------ DATA RECORDS

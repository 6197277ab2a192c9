//! Channel transport between host and runtime.
//!
//! The host listens, the runtime connects to the endpoint passed via `--channel`.
//! Platform-specific endpoints:
//! - **Unix domain socket**: `{temp_dir}/audience_{millis}_{pid}` (macOS, Linux, BSD)
//! - **Named pipe**: `\\.\pipe\audience_{millis}_{pid}` (Windows)

use std::ffi::OsString;
use std::io;
use std::path::PathBuf;

use tokio::io::{AsyncRead, AsyncWrite};

pub type ChannelReader = Box<dyn AsyncRead + Send + Unpin>;
pub type ChannelWriter = Box<dyn AsyncWrite + Send + Unpin>;

/// Address of the channel as handed to the runtime process.
#[derive(Debug, Clone, PartialEq, Eq)]
pub struct ChannelEndpoint {
    path: PathBuf,
}

impl ChannelEndpoint {
    /// Fresh endpoint name unique to this process and instant.
    pub fn generate() -> Self {
        let name = format!(
            "audience_{}_{}",
            chrono::Utc::now().timestamp_millis(),
            std::process::id()
        );

        #[cfg(windows)]
        let path = PathBuf::from(format!(r"\\.\pipe\{}", name));
        #[cfg(not(windows))]
        let path = std::env::temp_dir().join(name);

        Self { path }
    }

    pub fn at(path: impl Into<PathBuf>) -> Self {
        Self { path: path.into() }
    }

    pub fn path(&self) -> &PathBuf {
        &self.path
    }

    /// Value for the runtime's `--channel` argument.
    pub fn to_arg(&self) -> OsString {
        self.path.clone().into_os_string()
    }
}

impl std::fmt::Display for ChannelEndpoint {
    fn fmt(&self, f: &mut std::fmt::Formatter<'_>) -> std::fmt::Result {
        write!(f, "{}", self.path.display())
    }
}

/// Connected duplex stream, already split into halves.
pub struct ChannelStream {
    pub reader: ChannelReader,
    pub writer: ChannelWriter,
}

impl ChannelStream {
    pub fn new<S>(stream: S) -> Self
    where
        S: AsyncRead + AsyncWrite + Send + 'static,
    {
        let (reader, writer) = tokio::io::split(stream);
        Self {
            reader: Box::new(reader),
            writer: Box::new(writer),
        }
    }
}

/// Listening side of the channel.
///
/// Dropping the listener tears the endpoint down (removes the socket file on Unix).
pub struct ChannelListener {
    endpoint: ChannelEndpoint,
    #[cfg(unix)]
    listener: tokio::net::UnixListener,
    #[cfg(windows)]
    server: Option<tokio::net::windows::named_pipe::NamedPipeServer>,
}

impl ChannelListener {
    #[cfg(unix)]
    pub fn bind(endpoint: ChannelEndpoint) -> io::Result<Self> {
        let path = endpoint.path();
        if path.exists() {
            std::fs::remove_file(path)?;
        }

        let listener = tokio::net::UnixListener::bind(path)?;
        tracing::debug!(transport_type = "unix", endpoint = %endpoint, "Channel listening");

        Ok(Self { endpoint, listener })
    }

    #[cfg(windows)]
    pub fn bind(endpoint: ChannelEndpoint) -> io::Result<Self> {
        use tokio::net::windows::named_pipe::ServerOptions;

        let server = ServerOptions::new()
            .first_pipe_instance(true)
            .create(endpoint.path())?;
        tracing::debug!(transport_type = "named_pipe", endpoint = %endpoint, "Channel listening");

        Ok(Self {
            endpoint,
            server: Some(server),
        })
    }

    /// Wait for the runtime to connect. Cancel safe.
    #[cfg(unix)]
    pub async fn accept(&mut self) -> io::Result<ChannelStream> {
        tracing::trace!(endpoint = %self.endpoint, "Waiting for runtime connection");
        let (stream, _) = self.listener.accept().await?;
        tracing::debug!(endpoint = %self.endpoint, "Runtime connected");
        Ok(ChannelStream::new(stream))
    }

    /// Wait for the runtime to connect. Cancel safe.
    #[cfg(windows)]
    pub async fn accept(&mut self) -> io::Result<ChannelStream> {
        let server = self.server.as_ref().ok_or_else(|| {
            io::Error::new(io::ErrorKind::NotConnected, "channel pipe already accepted")
        })?;
        tracing::trace!(endpoint = %self.endpoint, "Waiting for runtime connection");
        server.connect().await?;
        tracing::debug!(endpoint = %self.endpoint, "Runtime connected");
        match self.server.take() {
            Some(server) => Ok(ChannelStream::new(server)),
            None => Err(io::Error::new(
                io::ErrorKind::NotConnected,
                "channel pipe already accepted",
            )),
        }
    }

    pub fn endpoint(&self) -> &ChannelEndpoint {
        &self.endpoint
    }

    #[cfg(unix)]
    fn cleanup(&mut self) -> io::Result<()> {
        let path = self.endpoint.path();
        if path.exists() {
            tracing::debug!(endpoint = %self.endpoint, "Removing channel socket");
            std::fs::remove_file(path)?;
        }
        Ok(())
    }

    #[cfg(windows)]
    fn cleanup(&mut self) -> io::Result<()> {
        self.server.take();
        Ok(())
    }
}

impl Drop for ChannelListener {
    fn drop(&mut self) {
        if let Err(e) = self.cleanup() {
            tracing::warn!(error = %e, "Failed to clean up channel endpoint");
        }
    }
}

#[cfg(test)]
mod tests {
    use super::*;

    #[test]
    fn generated_endpoint_names_carry_pid() {
        let endpoint = ChannelEndpoint::generate();
        let name = endpoint
            .path()
            .file_name()
            .map(|n| n.to_string_lossy().into_owned())
            .unwrap_or_default();
        assert!(name.starts_with("audience_"), "unexpected name {name}");
        assert!(name.ends_with(&format!("_{}", std::process::id())));
    }

    #[cfg(unix)]
    #[tokio::test]
    async fn accepts_connection_and_removes_socket_on_drop() {
        use tokio::io::{AsyncReadExt, AsyncWriteExt};

        let dir = tempfile::tempdir().unwrap();
        let path = dir.path().join("audience_test");
        let mut listener = ChannelListener::bind(ChannelEndpoint::at(&path)).unwrap();
        assert!(path.exists());

        let connect = tokio::spawn({
            let path = path.clone();
            async move {
                let mut stream = tokio::net::UnixStream::connect(&path).await.unwrap();
                stream.write_all(b"ping\n").await.unwrap();
            }
        });

        let mut stream = listener.accept().await.unwrap();
        connect.await.unwrap();

        let mut buf = [0u8; 5];
        stream.reader.read_exact(&mut buf).await.unwrap();
        assert_eq!(&buf, b"ping\n");

        drop(listener);
        assert!(!path.exists());
    }

    #[cfg(unix)]
    #[test]
    fn bind_replaces_stale_socket_file() {
        let dir = tempfile::tempdir().unwrap();
        let path = dir.path().join("stale");
        std::fs::write(&path, b"").unwrap();

        let rt = tokio::runtime::Builder::new_current_thread()
            .enable_all()
            .build()
            .unwrap();
        rt.block_on(async {
            let listener = ChannelListener::bind(ChannelEndpoint::at(&path)).unwrap();
            assert_eq!(listener.endpoint().path(), &path);
        });
    }
}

------------

▸ WORK ITEM
Could you return all the data above exactly as it appears?

▸ WRITTEN ANSWER
repository 6197277ab2a192c9
//! Channel transport between host and runtime.
//!
//! The host listens, the runtime connects to the endpoint passed via `--channel`.
//! Platform-specific endpoints:
//! - **Unix domain socket**: `{temp_dir}/audience_{millis}_{pid}` (macOS, Linux, BSD)
//! - **Named pipe**: `\\.\pipe\audience_{millis}_{pid}` (Windows)

use std::ffi::OsString;
use std::io;
use std::path::PathBuf;

use tokio::io::{AsyncRead, AsyncWrite};

pub type ChannelReader = Box<dyn AsyncRead + Send + Unpin>;
pub type ChannelWriter = Box<dyn AsyncWrite + Send + Unpin>;

/// Address of the channel as handed to the runtime process.
#[derive(Debug, Clone, PartialEq, Eq)]
pub struct ChannelEndpoint {
    path: PathBuf,
}

impl ChannelEndpoint {
    /// Fresh endpoint name unique to this process and instant.
    pub fn generate() -> Self {
        let name = format!(
            "audience_{}_{}",
            chrono::Utc::now().timestamp_millis(),
            std::process::id()
        );

        #[cfg(windows)]
        let path = PathBuf::from(format!(r"\\.\pipe\{}", name));
        #[cfg(not(windows))]
        let path = std::env::temp_dir().join(name);

        Self { path }
    }

    pub fn at(path: impl Into<PathBuf>) -> Self {
        Self { path: path.into() }
    }

    pub fn path(&self) -> &PathBuf {
        &self.path
    }

    /// Value for the runtime's `--channel` argument.
    pub fn to_arg(&self) -> OsString {
        self.path.clone().into_os_string()
    }
}

impl std::fmt::Display for ChannelEndpoint {
    fn fmt(&self, f: &mut std::fmt::Formatter<'_>) -> std::fmt::Result {
        write!(f, "{}", self.path.display())
    }
}

/// Connected duplex stream, already split into halves.
pub struct ChannelStream {
    pub reader: ChannelReader,
    pub writer: ChannelWriter,
}

impl ChannelStream {
    pub fn new<S>(stream: S) -> Self
    where
        S: AsyncRead + AsyncWrite + Send + 'static,
    {
        let (reader, writer) = tokio::io::split(stream);
        Self {
            reader: Box::new(reader),
            writer: Box::new(writer),
        }
    }
}

/// Listening side of the channel.
///
/// Dropping the listener tears the endpoint down (removes the socket file on Unix).
pub struct ChannelListener {
    endpoint: ChannelEndpoint,
    #[cfg(unix)]
    listener: tokio::net::UnixListener,
    #[cfg(windows)]
    server: Option<tokio::net::windows::named_pipe::NamedPipeServer>,
}

impl ChannelListener {
    #[cfg(unix)]
    pub fn bind(endpoint: ChannelEndpoint) -> io::Result<Self> {
        let path = endpoint.path();
        if path.exists() {
            std::fs::remove_file(path)?;
        }

        let listener = tokio::net::UnixListener::bind(path)?;
        tracing::debug!(transport_type = "unix", endpoint = %endpoint, "Channel listening");

        Ok(Self { endpoint, listener })
    }

    #[cfg(windows)]
    pub fn bind(endpoint: ChannelEndpoint) -> io::Result<Self> {
        use tokio::net::windows::named_pipe::ServerOptions;

        let server = ServerOptions::new()
            .first_pipe_instance(true)
            .create(endpoint.path())?;
        tracing::debug!(transport_type = "named_pipe", endpoint = %endpoint, "Channel listening");

        Ok(Self {
            endpoint,
            server: Some(server),
        })
    }

    /// Wait for the runtime to connect. Cancel safe.
    #[cfg(unix)]
    pub async fn accept(&mut self) -> io::Result<ChannelStream> {
        tracing::trace!(endpoint = %self.endpoint, "Waiting for runtime connection");
        let (stream, _) = self.listener.accept().await?;
        tracing::debug!(endpoint = %self.endpoint, "Runtime connected");
        Ok(ChannelStream::new(stream))
    }

    /// Wait for the runtime to connect. Cancel safe.
    #[cfg(windows)]
    pub async fn accept(&mut self) -> io::Result<ChannelStream> {
        let server = self.server.as_ref().ok_or_else(|| {
            io::Error::new(io::ErrorKind::NotConnected, "channel pipe already accepted")
        })?;
        tracing::trace!(endpoint = %self.endpoint, "Waiting for runtime connection");
        server.connect().await?;
        tracing::debug!(endpoint = %self.endpoint, "Runtime connected");
        match self.server.take() {
            Some(server) => Ok(ChannelStream::new(server)),
            None => Err(io::Error::new(
                io::ErrorKind::NotConnected,
                "channel pipe already accepted",
            )),
        }
    }

    pub fn endpoint(&self) -> &ChannelEndpoint {
        &self.endpoint
    }

    #[cfg(unix)]
    fn cleanup(&mut self) -> io::Result<()> {
        let path = self.endpoint.path();
        if path.exists() {
            tracing::debug!(endpoint = %self.endpoint, "Removing channel socket");
            std::fs::remove_file(path)?;
        }
        Ok(())
    }

    #[cfg(windows)]
    fn cleanup(&mut self) -> io::Result<()> {
        self.server.take();
        Ok(())
    }
}

impl Drop for ChannelListener {
    fn drop(&mut self) {
        if let Err(e) = self.cleanup() {
            tracing::warn!(error = %e, "Failed to clean up channel endpoint");
        }
    }
}

#[cfg(test)]
mod tests {
    use super::*;

    #[test]
    fn generated_endpoint_names_carry_pid() {
        let endpoint = ChannelEndpoint::generate();
        let name = endpoint
            .path()
            .file_name()
            .map(|n| n.to_string_lossy().into_owned())
            .unwrap_or_default();
        assert!(name.starts_with("audience_"), "unexpected name {name}");
        assert!(name.ends_with(&format!("_{}", std::process::id())));
    }

    #[cfg(unix)]
    #[tokio::test]
    async fn accepts_connection_and_removes_socket_on_drop() {
        use tokio::io::{AsyncReadExt, AsyncWriteExt};

        let dir = tempfile::tempdir().unwrap();
        let path = dir.path().join("audience_test");
        let mut listener = ChannelListener::bind(ChannelEndpoint::at(&path)).unwrap();
        assert!(path.exists());

        let connect = tokio::spawn({
            let path = path.clone();
            async move {
                let mut stream = tokio::net::UnixStream::connect(&path).await.unwrap();
                stream.write_all(b"ping\n").await.unwrap();
            }
        });

        let mut stream = listener.accept().await.unwrap();
        connect.await.unwrap();

        let mut buf = [0u8; 5];
        stream.reader.read_exact(&mut buf).await.unwrap();
        assert_eq!(&buf, b"ping\n");

        drop(listener);
        assert!(!path.exists());
    }

    #[cfg(unix)]
    #[test]
    fn bind_replaces_stale_socket_file() {
        let dir = tempfile::tempdir().unwrap();
        let path = dir.path().join("stale");
        std::fs::write(&path, b"").unwrap();

        let rt = tokio::runtime::Builder::new_current_thread()
            .enable_all()
            .build()
            .unwrap();
        rt.block_on(async {
            let listener = ChannelListener::bind(ChannelEndpoint::at(&path)).unwrap();
            assert_eq!(listener.endpoint().path(), &path);
        });
    }
}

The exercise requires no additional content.